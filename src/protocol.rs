//! Serial command surface
//!
//! The serial interface carries single-byte commands; there is no framing
//! and no response path. Unknown bytes carry no command and are dropped.

use crate::config::SERIAL_SEND_COMMAND;

/// Command parsed from one received serial byte.
#[derive(Clone, Copy, Debug, PartialEq, Eq)]
pub enum SerialCommand {
    /// Transmit the start code on the power-line link
    SendStartCode,
}

impl SerialCommand {
    /// Parse one received byte.
    #[must_use]
    pub const fn parse(byte: u8) -> Option<Self> {
        match byte {
            SERIAL_SEND_COMMAND => Some(Self::SendStartCode),
            _ => None,
        }
    }
}

#[cfg(feature = "embedded")]
impl defmt::Format for SerialCommand {
    fn format(&self, f: defmt::Formatter) {
        match self {
            Self::SendStartCode => defmt::write!(f, "SendStartCode"),
        }
    }
}
//! Bit timer
//!
//! Fire-and-forget carrier pulse generator. Arming enables both hardware
//! countdown sources at once: the bit-slot source that bounds the burst at
//! roughly 1 ms, and the carrier-toggle source that flips the transmit
//! line at 204.8 kHz within the slot. The slot compare-match is the only
//! thing that stops them; no caller may end a burst early.

use crate::types::Bit;

/// State of the two timing sources backing one bit slot of carrier.
#[derive(Clone, Copy, Debug, Default)]
pub struct BitTimer {
    armed: bool,
    bursts: u32,
}

impl BitTimer {
    /// Create a disarmed timer.
    #[must_use]
    pub const fn new() -> Self {
        Self {
            armed: false,
            bursts: 0,
        }
    }

    /// Enable both timing sources for one bit slot of carrier.
    ///
    /// The carrier runs for the full slot regardless of the bit value:
    /// presence is signaled per period, not keyed within it. Arming while
    /// a slot is already active keeps the running slot.
    pub fn arm(&mut self, _bit: Bit) {
        if !self.armed {
            self.armed = true;
            self.bursts = self.bursts.wrapping_add(1);
        }
    }

    /// Slot compare-match: disable both sources, ending the burst.
    pub fn on_period_elapsed(&mut self) {
        self.armed = false;
    }

    /// Whether a carrier burst is currently active.
    #[must_use]
    pub const fn is_armed(&self) -> bool {
        self.armed
    }

    /// Number of bursts started (diagnostic counter).
    #[must_use]
    pub const fn bursts(&self) -> u32 {
        self.bursts
    }
}

#[cfg(feature = "embedded")]
impl defmt::Format for BitTimer {
    fn format(&self, f: defmt::Formatter) {
        defmt::write!(f, "BitTimer(armed={}, bursts={})", self.armed, self.bursts);
    }
}
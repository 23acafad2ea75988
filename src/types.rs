//! Shared types used across the transceiver firmware
//!
//! Domain types for the bit-level link protocol. Everything here is plain
//! data and usable from both the target build and host tests.

/// A single protocol bit on the power-line link.
#[derive(Clone, Copy, Debug, PartialEq, Eq, Default)]
pub enum Bit {
    /// No pulse observed during the bit period
    #[default]
    Zero,
    /// At least one pulse observed during the bit period
    One,
}

impl Bit {
    /// Infer the received bit from the number of data-line pulses seen
    /// during one bit period: presence of any pulse reads as a one.
    #[must_use]
    pub const fn from_pulses(pulses: u16) -> Self {
        if pulses > 0 {
            Self::One
        } else {
            Self::Zero
        }
    }

    /// Check whether this is a one bit.
    #[must_use]
    pub const fn is_one(self) -> bool {
        matches!(self, Self::One)
    }

    /// Numeric value of the bit.
    #[must_use]
    pub const fn as_u8(self) -> u8 {
        match self {
            Self::Zero => 0,
            Self::One => 1,
        }
    }
}

impl From<bool> for Bit {
    fn from(set: bool) -> Self {
        if set {
            Self::One
        } else {
            Self::Zero
        }
    }
}

#[cfg(feature = "embedded")]
impl defmt::Format for Bit {
    fn format(&self, f: defmt::Formatter) {
        defmt::write!(f, "{}", self.as_u8());
    }
}

/// Link direction state.
///
/// Receiving and Sending are mutually exclusive; either is entered only
/// from Idle.
#[derive(Clone, Copy, Debug, PartialEq, Eq, Default)]
pub enum LinkMode {
    /// No frame in flight
    #[default]
    Idle,
    /// Assembling an incoming frame from data-line pulses
    Receiving,
    /// Clocking the start code onto the line
    Sending,
}

impl LinkMode {
    /// Check if no frame is in flight.
    #[must_use]
    pub const fn is_idle(self) -> bool {
        matches!(self, Self::Idle)
    }

    /// Check if a frame is being assembled.
    #[must_use]
    pub const fn is_receiving(self) -> bool {
        matches!(self, Self::Receiving)
    }

    /// Check if a frame is being transmitted.
    #[must_use]
    pub const fn is_sending(self) -> bool {
        matches!(self, Self::Sending)
    }
}

#[cfg(feature = "embedded")]
impl defmt::Format for LinkMode {
    fn format(&self, f: defmt::Formatter) {
        match self {
            Self::Idle => defmt::write!(f, "IDLE"),
            Self::Receiving => defmt::write!(f, "RX"),
            Self::Sending => defmt::write!(f, "TX"),
        }
    }
}
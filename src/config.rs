//! System configuration and hardware constants
//!
//! This module defines compile-time constants for the power-line carrier
//! transceiver. The wire code, timing targets for the two countdown
//! sources, and pin mappings are centralized here.

/// Reference clock feeding both countdown sources (3.6864 MHz).
pub const TIMING_CLOCK_HZ: u32 = 3_686_400;

/// Prescaler divisor for the bit-period countdown source.
pub const BIT_PERIOD_PRESCALER: u32 = 64;

/// Compare target for the bit-period countdown source.
///
/// A 1 ms slot at 3.6864 MHz / 64 needs 57.6 counts; 58 is the nearest
/// integer and stretches the slot to 3712 clock cycles.
pub const BIT_PERIOD_COMPARE: u32 = 58;

/// Compare target for the unprescaled carrier-toggle source.
///
/// Toggle-on-match gives `clock / (2 * (compare + 1))` = 204.8 kHz, the
/// closest reachable rate to the 200 kHz carrier target.
pub const CARRIER_COMPARE: u32 = 8;

/// Number of bits in a link frame.
pub const FRAME_BITS: usize = 4;

/// Serial command byte that requests a start-code transmission.
pub const SERIAL_SEND_COMMAND: u8 = b'a';

/// Default stall watchdog limit in bit periods (0 disables the watchdog).
pub const DEFAULT_STALL_LIMIT_TICKS: u32 = 16;

/// Capacity of the hardware event channel feeding the link task.
pub const EVENT_QUEUE_DEPTH: usize = 16;

/// Clock cycles in one bit slot.
#[must_use]
pub const fn bit_period_cycles() -> u32 {
    BIT_PERIOD_COMPARE * BIT_PERIOD_PRESCALER
}

/// Bit slot length in microseconds (just over the 1 ms target).
#[must_use]
pub const fn bit_period_us() -> u32 {
    (bit_period_cycles() as u64 * 1_000_000 / TIMING_CLOCK_HZ as u64) as u32
}

/// Carrier frequency in Hz (204.8 kHz).
#[must_use]
pub const fn carrier_hz() -> u32 {
    TIMING_CLOCK_HZ / (2 * (CARRIER_COMPARE + 1))
}

/// Carrier half-period in nanoseconds, for toggle scheduling.
#[must_use]
pub const fn carrier_half_period_ns() -> u32 {
    1_000_000_000 / (2 * carrier_hz())
}

/// Pin assignments for GPIO
pub mod pins {
    //! GPIO pin assignments matching the schematic

    /// Heartbeat status LED (toggled once per clock edge, active low)
    pub const LED_HEARTBEAT: &str = "PB0";

    /// Frame-progress status LED (toggled once per received bit, active low)
    pub const LED_PROGRESS: &str = "PB1";

    /// Recognized-frame output (driven low on a start-code match)
    pub const RECOGNIZED_OUT: &str = "PB7";

    /// Power-line transmit output (carrier bursts)
    pub const CARRIER_OUT: &str = "PA8";

    /// Clock edge input (one rising edge per bit period)
    pub const CLOCK_IN: &str = "PA0";

    /// Data edge input (pulse-present marker within a bit period)
    pub const DATA_IN: &str = "PA1";

    /// Push-button input (requests a start-code transmission)
    pub const BUTTON_IN: &str = "PA2";

    /// USART1 RX (serial command byte)
    pub const SERIAL_RX: &str = "PA10";
}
★ ★ ★
■ **ACTIVITY**: Above are the records; copy exactly the lines from the line with "frame in flight" through the line with "divisor for the bit-period countdown source.", both included.

■ **SOLVED EXERCISE**:
    /// No frame in flight
    #[default]
    Idle,
    /// Assembling an incoming frame from data-line pulses
    Receiving,
    /// Clocking the start code onto the line
    Sending,
}

impl LinkMode {
    /// Check if no frame is in flight.
    #[must_use]
    pub const fn is_idle(self) -> bool {
        matches!(self, Self::Idle)
    }

    /// Check if a frame is being assembled.
    #[must_use]
    pub const fn is_receiving(self) -> bool {
        matches!(self, Self::Receiving)
    }

    /// Check if a frame is being transmitted.
    #[must_use]
    pub const fn is_sending(self) -> bool {
        matches!(self, Self::Sending)
    }
}

#[cfg(feature = "embedded")]
impl defmt::Format for LinkMode {
    fn format(&self, f: defmt::Formatter) {
        match self {
            Self::Idle => defmt::write!(f, "IDLE"),
            Self::Receiving => defmt::write!(f, "RX"),
            Self::Sending => defmt::write!(f, "TX"),
        }
    }
}
filename src/config.rs
//! System configuration and hardware constants
//!
//! This module defines compile-time constants for the power-line carrier
//! transceiver. The wire code, timing targets for the two countdown
//! sources, and pin mappings are centralized here.

/// Reference clock feeding both countdown sources (3.6864 MHz).
pub const TIMING_CLOCK_HZ: u32 = 3_686_400;

/// Prescaler divisor for the bit-period countdown source.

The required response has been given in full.